__Provided records__.
//! ChainedMap: structural layer. Power-of-two bucket array of singly-linked
//! chains, grown by relinking entries. No synchronization.

use crate::error::AllocError;
use crate::strategy::{CStrEq, CStrHash, KeyEquality, KeyHasher};
use core::fmt;
use core::iter::FusedIterator;
use std::alloc::{self, Layout};

struct Entry<K, V> {
    key: K,
    value: V,
    hash: i32,
    next: Link<K, V>,
}

type Link<K, V> = Option<Box<Entry<K, V>>>;

/// A separately chained hash map keyed through a [`KeyHasher`] /
/// [`KeyEquality`] pair.
///
/// Every entry caches the hash computed when it was inserted; growth and
/// lookups never hash a stored key again. The map grows by doubling once
/// `len > bucket_count * 3 / 4` and never shrinks.
///
/// `ChainedMap` does no locking of its own. Share it between threads through
/// [`HashTable`](crate::HashTable), which holds it behind an explicit lock.
pub struct ChainedMap<K, V, H = CStrHash, E = CStrEq> {
    buckets: Vec<Link<K, V>>,
    len: usize,
    hasher: H,
    equality: E,
}

#[inline]
fn bucket_index(hash: i32, bucket_count: usize) -> usize {
    // Sign-extend, then mask: bucket_count is a power of two.
    (hash as isize as usize) & (bucket_count - 1)
}

/// Smallest power of two that holds `capacity` entries under a 0.75 load factor.
pub(crate) fn bucket_count_for(capacity: usize) -> Result<usize, AllocError> {
    let min = capacity
        .checked_mul(4)
        .map(|n| n.div_ceil(3))
        .ok_or(AllocError::CapacityOverflow)?;
    min.max(1)
        .checked_next_power_of_two()
        .ok_or(AllocError::CapacityOverflow)
}

#[cfg(test)]
thread_local! {
    // Successful allocations left before one is forced to fail.
    static FAIL_AFTER: core::cell::Cell<Option<usize>> = const { core::cell::Cell::new(None) };
}

/// Makes the allocation after the next `successes` ones fail on this thread.
#[cfg(test)]
pub(crate) fn fail_alloc_after(successes: usize) {
    FAIL_AFTER.with(|f| f.set(Some(successes)));
}

#[inline]
fn forced_alloc_failure() -> bool {
    #[cfg(test)]
    {
        return FAIL_AFTER.with(|f| match f.get() {
            Some(0) => {
                f.set(None);
                true
            }
            Some(n) => {
                f.set(Some(n - 1));
                false
            }
            None => false,
        });
    }

    #[cfg(not(test))]
    {
        return false;
    }
}

fn alloc_buckets<K, V>(count: usize) -> Result<Vec<Link<K, V>>, AllocError> {
    if forced_alloc_failure() {
        return Err(AllocError::Buckets { buckets: count });
    }
    let mut buckets = Vec::new();
    buckets
        .try_reserve_exact(count)
        .map_err(|_| AllocError::Buckets { buckets: count })?;
    buckets.resize_with(count, || None);
    Ok(buckets)
}

// Fallible `Box::new`. On failure the entry (and its key/value) is dropped.
fn alloc_entry<K, V>(entry: Entry<K, V>) -> Result<Box<Entry<K, V>>, AllocError> {
    if forced_alloc_failure() {
        return Err(AllocError::Entry);
    }
    let layout = Layout::new::<Entry<K, V>>();
    // The `next` link keeps the layout non-zero-sized.
    debug_assert!(layout.size() > 0);
    let ptr = unsafe { alloc::alloc(layout) } as *mut Entry<K, V>;
    if ptr.is_null() {
        return Err(AllocError::Entry);
    }
    unsafe {
        ptr.write(entry);
        Ok(Box::from_raw(ptr))
    }
}

// Unlinks iteratively so long chains cannot overflow the stack on drop.
fn drop_chain<K, V>(mut link: Link<K, V>) {
    while let Some(mut entry) = link {
        link = entry.next.take();
    }
}

#[inline]
fn same_key<K, V, E>(equality: &E, entry: &Entry<K, V>, key: &K, hash: i32) -> bool
where
    E: KeyEquality<K>,
{
    equality.same_ref(&entry.key, key) || (entry.hash == hash && equality.keys_equal(&entry.key, key))
}

impl<K, V> ChainedMap<K, V> {
    /// Empty map with a single bucket and the C-string strategy.
    pub fn new() -> Self {
        Self::from_parts(vec![None], CStrHash, CStrEq)
    }

    /// Map sized for `capacity` entries, keyed by the C-string strategy.
    pub fn with_capacity(capacity: usize) -> Result<Self, AllocError> {
        Self::with_capacity_and_strategy(capacity, CStrHash, CStrEq)
    }
}

impl<K, V> Default for ChainedMap<K, V> {
    fn default() -> Self {
        Self::new()
    }
}

impl<K, V, H> ChainedMap<K, V, H, CStrEq> {
    /// Custom hash, default C-string equality.
    pub fn with_capacity_and_hasher(capacity: usize, hasher: H) -> Result<Self, AllocError> {
        Self::with_capacity_and_strategy(capacity, hasher, CStrEq)
    }
}

impl<K, V, E> ChainedMap<K, V, CStrHash, E> {
    /// Default C-string hash, custom equality.
    pub fn with_capacity_and_equality(capacity: usize, equality: E) -> Result<Self, AllocError> {
        Self::with_capacity_and_strategy(capacity, CStrHash, equality)
    }
}

impl<K, V, H, E> ChainedMap<K, V, H, E> {
    /// Map sized for `capacity` entries with an explicit strategy pair.
    ///
    /// The bucket count is the smallest power of two that is at least
    /// `ceil(capacity * 4 / 3)`, so `capacity` entries fit without growing.
    pub fn with_capacity_and_strategy(
        capacity: usize,
        hasher: H,
        equality: E,
    ) -> Result<Self, AllocError> {
        let bucket_count = bucket_count_for(capacity)?;
        let buckets = alloc_buckets(bucket_count)?;
        log::debug!("created chained map: capacity hint {capacity}, {bucket_count} buckets");
        Ok(Self::from_parts(buckets, hasher, equality))
    }

    fn from_parts(buckets: Vec<Link<K, V>>, hasher: H, equality: E) -> Self {
        debug_assert!(buckets.len().is_power_of_two());
        Self {
            buckets,
            len: 0,
            hasher,
            equality,
        }
    }

    /// Number of live entries.
    pub fn len(&self) -> usize {
        self.len
    }

    /// Same as [`len`](Self::len).
    pub fn count(&self) -> usize {
        self.len
    }

    pub fn is_empty(&self) -> bool {
        self.len == 0
    }

    /// Current bucket count; always a power of two.
    pub fn bucket_count(&self) -> usize {
        self.buckets.len()
    }

    pub fn load_factor(&self) -> f64 {
        self.len as f64 / self.buckets.len() as f64
    }

    pub fn hasher(&self) -> &H {
        &self.hasher
    }

    pub fn equality(&self) -> &E {
        &self.equality
    }

    /// Lazy traversal in bucket order, then chain order within a bucket.
    pub fn iter(&self) -> Iter<'_, K, V> {
        Iter {
            buckets: self.buckets.iter(),
            chain: None,
            remaining: self.len,
        }
    }

    pub fn iter_mut(&mut self) -> IterMut<'_, K, V> {
        IterMut {
            buckets: self.buckets.iter_mut(),
            chain: None,
            remaining: self.len,
        }
    }

    /// Calls `callback` on every entry until it returns `false`.
    pub fn iterate<F>(&self, mut callback: F)
    where
        F: FnMut(&K, &V) -> bool,
    {
        for (key, value) in self.iter() {
            if !callback(key, value) {
                return;
            }
        }
    }

    /// Visits every entry in traversal order and unlinks the ones for which
    /// `keep` returns `false`.
    ///
    /// The entry being visited may be removed; the rest of its chain is
    /// untouched.
    pub fn retain<F>(&mut self, mut keep: F)
    where
        F: FnMut(&K, &mut V) -> bool,
    {
        for slot in self.buckets.iter_mut() {
            let mut cursor = slot;
            loop {
                let kept = match cursor.as_mut() {
                    Some(entry) => keep(&entry.key, &mut entry.value),
                    None => break,
                };
                if kept {
                    match cursor {
                        Some(entry) => cursor = &mut entry.next,
                        None => break,
                    }
                } else if let Some(mut removed) = cursor.take() {
                    *cursor = removed.next.take();
                    self.len -= 1;
                }
            }
        }
    }

    /// Frees every entry. The bucket array keeps its size.
    pub fn clear(&mut self) {
        for slot in self.buckets.iter_mut() {
            drop_chain(slot.take());
        }
        self.len = 0;
    }

    fn grow_if_needed(&mut self) {
        let bucket_count = self.buckets.len();
        if self.len <= bucket_count.saturating_mul(3) / 4 {
            return;
        }
        let Some(new_count) = bucket_count.checked_mul(2) else {
            log::warn!("bucket count {bucket_count} cannot double; staying over load factor");
            return;
        };
        let new_buckets = match alloc_buckets(new_count) {
            Ok(buckets) => buckets,
            Err(err) => {
                log::warn!("skipping growth past {bucket_count} buckets: {err}");
                return;
            }
        };
        let old = core::mem::replace(&mut self.buckets, new_buckets);
        for mut link in old {
            while let Some(mut entry) = link {
                link = entry.next.take();
                let index = bucket_index(entry.hash, new_count);
                entry.next = self.buckets[index].take();
                self.buckets[index] = Some(entry);
            }
        }
        log::trace!("grew from {bucket_count} to {new_count} buckets at {} entries", self.len);
    }
}

impl<K, V, H, E> ChainedMap<K, V, H, E>
where
    H: KeyHasher<K>,
    E: KeyEquality<K>,
{
    fn find(&self, key: &K) -> Option<&Entry<K, V>> {
        let hash = self.hasher.hash_key(key);
        let mut cur = self.buckets[bucket_index(hash, self.buckets.len())].as_deref();
        while let Some(entry) = cur {
            if same_key(&self.equality, entry, key, hash) {
                return Some(entry);
            }
            cur = entry.next.as_deref();
        }
        None
    }

    fn find_hashed_mut(&mut self, key: &K, hash: i32) -> Option<&mut Entry<K, V>> {
        let index = bucket_index(hash, self.buckets.len());
        let mut cur = self.buckets[index].as_deref_mut();
        while let Some(entry) = cur {
            if same_key(&self.equality, entry, key, hash) {
                return Some(entry);
            }
            cur = entry.next.as_deref_mut();
        }
        None
    }

    pub fn get(&self, key: &K) -> Option<&V> {
        self.find(key).map(|e| &e.value)
    }

    pub fn get_key_value(&self, key: &K) -> Option<(&K, &V)> {
        self.find(key).map(|e| (&e.key, &e.value))
    }

    pub fn get_mut(&mut self, key: &K) -> Option<&mut V> {
        let hash = self.hasher.hash_key(key);
        self.find_hashed_mut(key, hash).map(|e| &mut e.value)
    }

    pub fn contains_key(&self, key: &K) -> bool {
        self.find(key).is_some()
    }

    /// Inserts or updates `key`.
    ///
    /// Returns `Ok(Some(old))` when the key was present (its value is replaced
    /// in place and the stored key kept), `Ok(None)` for a fresh insertion,
    /// and `Err(AllocError::Entry)` when no entry could be allocated; in that
    /// case the map is unchanged and `key`/`value` are dropped.
    pub fn set(&mut self, key: K, value: V) -> Result<Option<V>, AllocError> {
        let hash = self.hasher.hash_key(&key);
        if let Some(entry) = self.find_hashed_mut(&key, hash) {
            return Ok(Some(core::mem::replace(&mut entry.value, value)));
        }
        let mut entry = alloc_entry(Entry {
            key,
            value,
            hash,
            next: None,
        })?;
        let index = bucket_index(hash, self.buckets.len());
        let slot = &mut self.buckets[index];
        entry.next = slot.take();
        *slot = Some(entry);
        self.len += 1;
        self.grow_if_needed();
        Ok(None)
    }

    pub fn remove(&mut self, key: &K) -> Option<V> {
        self.remove_entry(key).map(|(_, v)| v)
    }

    /// Unlinks the entry for `key` and hands back the stored key and value.
    pub fn remove_entry(&mut self, key: &K) -> Option<(K, V)> {
        let hash = self.hasher.hash_key(key);
        let index = bucket_index(hash, self.buckets.len());
        let equality = &self.equality;
        let mut link = &mut self.buckets[index];
        while link
            .as_deref()
            .is_some_and(|e| !same_key(equality, e, key, hash))
        {
            link = &mut link.as_mut()?.next;
        }
        let mut removed = link.take()?;
        *link = removed.next.take();
        self.len -= 1;
        let Entry { key, value, .. } = *removed;
        Some((key, value))
    }
}

impl<K, V, H, E> Drop for ChainedMap<K, V, H, E> {
    fn drop(&mut self) {
        self.clear();
    }
}

impl<K, V, H, E> fmt::Debug for ChainedMap<K, V, H, E>
where
    K: fmt::Debug,
    V: fmt::Debug,
{
    fn fmt(&self, f: &mut fmt::Formatter<'_>) -> fmt::Result {
        f.debug_map().entries(self.iter()).finish()
    }
}

/// Iterator over `(&K, &V)` in bucket order.
pub struct Iter<'a, K, V> {
    buckets: core::slice::Iter<'a, Link<K, V>>,
    chain: Option<&'a Entry<K, V>>,
    remaining: usize,
}

impl<'a, K, V> Iterator for Iter<'a, K, V> {
    type Item = (&'a K, &'a V);

    fn next(&mut self) -> Option<Self::Item> {
        loop {
            if let Some(entry) = self.chain {
                self.chain = entry.next.as_deref();
                self.remaining -= 1;
                return Some((&entry.key, &entry.value));
            }
            self.chain = self.buckets.next()?.as_deref();
        }
    }

    fn size_hint(&self) -> (usize, Option<usize>) {
        (self.remaining, Some(self.remaining))
    }
}

impl<K, V> ExactSizeIterator for Iter<'_, K, V> {}
impl<K, V> FusedIterator for Iter<'_, K, V> {}

/// Iterator over `(&K, &mut V)` in bucket order.
pub struct IterMut<'a, K, V> {
    buckets: core::slice::IterMut<'a, Link<K, V>>,
    chain: Option<&'a mut Entry<K, V>>,
    remaining: usize,
}

impl<'a, K, V> Iterator for IterMut<'a, K, V> {
    type Item = (&'a K, &'a mut V);

    fn next(&mut self) -> Option<Self::Item> {
        loop {
            if let Some(entry) = self.chain.take() {
                let Entry {
                    key, value, next, ..
                } = entry;
                self.chain = next.as_deref_mut();
                self.remaining -= 1;
                let key: &'a K = key;
                return Some((key, value));
            }
            self.chain = self.buckets.next()?.as_deref_mut();
        }
    }

    fn size_hint(&self) -> (usize, Option<usize>) {
        (self.remaining, Some(self.remaining))
    }
}

impl<K, V> ExactSizeIterator for IterMut<'_, K, V> {}
impl<K, V> FusedIterator for IterMut<'_, K, V> {}

impl<'a, K, V, H, E> IntoIterator for &'a ChainedMap<K, V, H, E> {
    type Item = (&'a K, &'a V);
    type IntoIter = Iter<'a, K, V>;

    fn into_iter(self) -> Self::IntoIter {
        self.iter()
    }
}

impl<'a, K, V, H, E> IntoIterator for &'a mut ChainedMap<K, V, H, E> {
    type Item = (&'a K, &'a mut V);
    type IntoIter = IterMut<'a, K, V>;

    fn into_iter(self) -> Self::IntoIter {
        self.iter_mut()
    }
}
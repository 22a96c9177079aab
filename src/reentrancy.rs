//! Debug-only relock detection.
//!
//! The table lock is not recursive: a thread that calls `lock()` while it
//! already holds the guard blocks forever. In debug builds the lock records
//! its holder so that second call panics with a message instead. In release
//! builds this compiles to a zero-sized no-op.

#[cfg(not(debug_assertions))]
use core::marker::PhantomData;
#[cfg(debug_assertions)]
use std::thread::{self, ThreadId};

/// Per-lock holder record. Embed next to the mutex it describes and call
/// `check_relock` before blocking, `enter` once the lock is held.
#[derive(Debug, Default)]
pub struct DebugLockOwner {
    #[cfg(debug_assertions)]
    holder: parking_lot::Mutex<Option<ThreadId>>,
}

impl DebugLockOwner {
    pub fn new() -> Self {
        Self::default()
    }

    /// Panics in debug builds if the calling thread already holds the lock.
    #[inline]
    pub fn check_relock(&self) {
        #[cfg(debug_assertions)]
        {
            let me = thread::current().id();
            assert!(
                *self.holder.lock() != Some(me),
                "relock detected: this thread already holds the table lock"
            );
        }
    }

    /// Record the calling thread as holder until the returned mark drops.
    #[inline]
    pub fn enter(&self) -> OwnerMark<'_> {
        #[cfg(debug_assertions)]
        {
            *self.holder.lock() = Some(thread::current().id());
            return OwnerMark { owner: self };
        }

        #[cfg(not(debug_assertions))]
        {
            return OwnerMark { _z: PhantomData };
        }
    }
}

/// RAII mark returned by `DebugLockOwner::enter`. Must drop before the
/// mutex guard it accompanies.
pub struct OwnerMark<'a> {
    #[cfg(debug_assertions)]
    owner: &'a DebugLockOwner,
    #[cfg(not(debug_assertions))]
    _z: PhantomData<&'a ()>,
}

impl Drop for OwnerMark<'_> {
    fn drop(&mut self) {
        #[cfg(debug_assertions)]
        {
            *self.owner.holder.lock() = None;
        }
    }
}
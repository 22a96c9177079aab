#![cfg(test)]

// Property tests for ChainedMap kept inside the crate so they can reach
// the structural accessors without widening the public surface.

use crate::chained_map::ChainedMap;
use crate::strategy::{CStrEq, KeyEquality, KeyHasher};
use proptest::prelude::*;
use proptest::test_runner::TestCaseError;
use std::collections::{BTreeMap, HashMap};

// Pool-indexed operations: indices shrink toward earlier keys, the pool
// shrinks, and op lists shrink in length.
#[derive(Clone, Debug)]
enum Op {
    Set(usize, i32),
    Remove(usize),
    Get(usize),
    Mutate(usize, i32),
    Retain(i32),
    Iterate,
    StopAt(usize),
    Clear,
}

fn arb_scenario() -> impl Strategy<Value = (Vec<String>, Vec<Op>)> {
    proptest::collection::vec("[a-z]{0,5}", 1..=12).prop_flat_map(|pool| {
        let idxs: Vec<usize> = (0..pool.len()).collect();
        let idx = proptest::sample::select(idxs);
        let op = prop_oneof![
            6 => (idx.clone(), any::<i32>()).prop_map(|(i, v)| Op::Set(i, v)),
            3 => idx.clone().prop_map(Op::Remove),
            3 => idx.clone().prop_map(Op::Get),
            2 => (idx.clone(), any::<i32>()).prop_map(|(i, d)| Op::Mutate(i, d)),
            1 => (2i32..5).prop_map(Op::Retain),
            1 => Just(Op::Iterate),
            1 => idx.clone().prop_map(Op::StopAt),
            1 => Just(Op::Clear),
        ];
        proptest::collection::vec(op, 1..80).prop_map(move |ops| (pool.clone(), ops))
    })
}

// State-machine equivalence against std::collections::HashMap:
// - `set` returns the model's previous value; `get`/`remove` agree with it.
// - `retain` drops exactly the entries the predicate rejects.
// - iteration yields each live entry once with the model's value.
// - an early stop reports no entry after the one that stopped it.
// - bucket count stays a power of two, never shrinks, and the load factor
//   stays at or below 0.75.
fn run_ops<H, E>(
    mut sut: ChainedMap<String, i32, H, E>,
    pool: &[String],
    ops: Vec<Op>,
) -> Result<(), TestCaseError>
where
    H: KeyHasher<String>,
    E: KeyEquality<String>,
{
    let mut model: HashMap<String, i32> = HashMap::new();
    let mut buckets = sut.bucket_count();

    for op in ops {
        match op {
            Op::Set(i, v) => {
                let k = pool[i].clone();
                let prev = sut.set(k.clone(), v).expect("entry allocation");
                prop_assert_eq!(prev, model.insert(k, v));
            }
            Op::Remove(i) => {
                prop_assert_eq!(sut.remove(&pool[i]), model.remove(&pool[i]));
            }
            Op::Get(i) => {
                prop_assert_eq!(sut.get(&pool[i]), model.get(&pool[i]));
                prop_assert_eq!(sut.contains_key(&pool[i]), model.contains_key(&pool[i]));
            }
            Op::Mutate(i, d) => {
                if let Some(v) = sut.get_mut(&pool[i]) {
                    *v = v.wrapping_add(d);
                }
                if let Some(v) = model.get_mut(&pool[i]) {
                    *v = v.wrapping_add(d);
                }
            }
            Op::Retain(m) => {
                sut.retain(|_, v| v.rem_euclid(m) != 0);
                model.retain(|_, v| v.rem_euclid(m) != 0);
            }
            Op::Iterate => {
                let seen: BTreeMap<String, i32> =
                    sut.iter().map(|(k, v)| (k.clone(), *v)).collect();
                let expected: BTreeMap<String, i32> =
                    model.iter().map(|(k, v)| (k.clone(), *v)).collect();
                prop_assert_eq!(sut.iter().count(), model.len());
                prop_assert_eq!(seen, expected);
            }
            Op::StopAt(i) => {
                let mut visited = 0usize;
                let mut stopped = false;
                let mut after_stop = 0usize;
                sut.iterate(|k, _| {
                    if stopped {
                        after_stop += 1;
                    }
                    visited += 1;
                    if *k == pool[i] {
                        stopped = true;
                        return false;
                    }
                    true
                });
                prop_assert_eq!(after_stop, 0);
                prop_assert_eq!(stopped, model.contains_key(&pool[i]));
                if !stopped {
                    prop_assert_eq!(visited, model.len());
                }
            }
            Op::Clear => {
                sut.clear();
                model.clear();
            }
        }

        prop_assert_eq!(sut.len(), model.len());
        prop_assert_eq!(sut.is_empty(), model.is_empty());
        prop_assert!(sut.bucket_count().is_power_of_two());
        prop_assert!(sut.bucket_count() >= buckets, "bucket array never shrinks");
        prop_assert!(sut.load_factor() <= 0.75);
        buckets = sut.bucket_count();
    }
    Ok(())
}

proptest! {
    #![proptest_config(ProptestConfig { cases: 64, .. ProptestConfig::default() })]
    #[test]
    fn prop_state_machine((pool, ops) in arb_scenario(), hint in 0usize..20) {
        let sut: ChainedMap<String, i32> = ChainedMap::with_capacity(hint).unwrap();
        run_ops(sut, &pool, ops)?;
    }
}

// Same invariants with every key in one chain: stresses equality probing,
// head/tail unlinking, and relinking during growth.
proptest! {
    #![proptest_config(ProptestConfig { cases: 64, .. ProptestConfig::default() })]
    #[test]
    fn prop_state_machine_with_collisions((pool, ops) in arb_scenario()) {
        let sut: ChainedMap<String, i32, _, CStrEq> =
            ChainedMap::with_capacity_and_hasher(0, |_: &String| -1).unwrap();
        run_ops(sut, &pool, ops)?;
    }
}

// Construction: bucket count is the smallest power of two that holds the
// hint under a 0.75 load factor.
proptest! {
    #[test]
    fn prop_bucket_count_for_hint(hint in 0usize..100_000) {
        let m: ChainedMap<String, i32> = ChainedMap::with_capacity(hint).unwrap();
        let buckets = m.bucket_count();
        let min = (hint * 4).div_ceil(3).max(1);
        prop_assert!(buckets.is_power_of_two());
        prop_assert!(buckets >= min);
        prop_assert!(buckets == 1 || buckets / 2 < min);
    }
}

__What to do__. Look for the word "once" in every line of the records. State how many lines contain it, and write only the number.

__Exercise output__. 3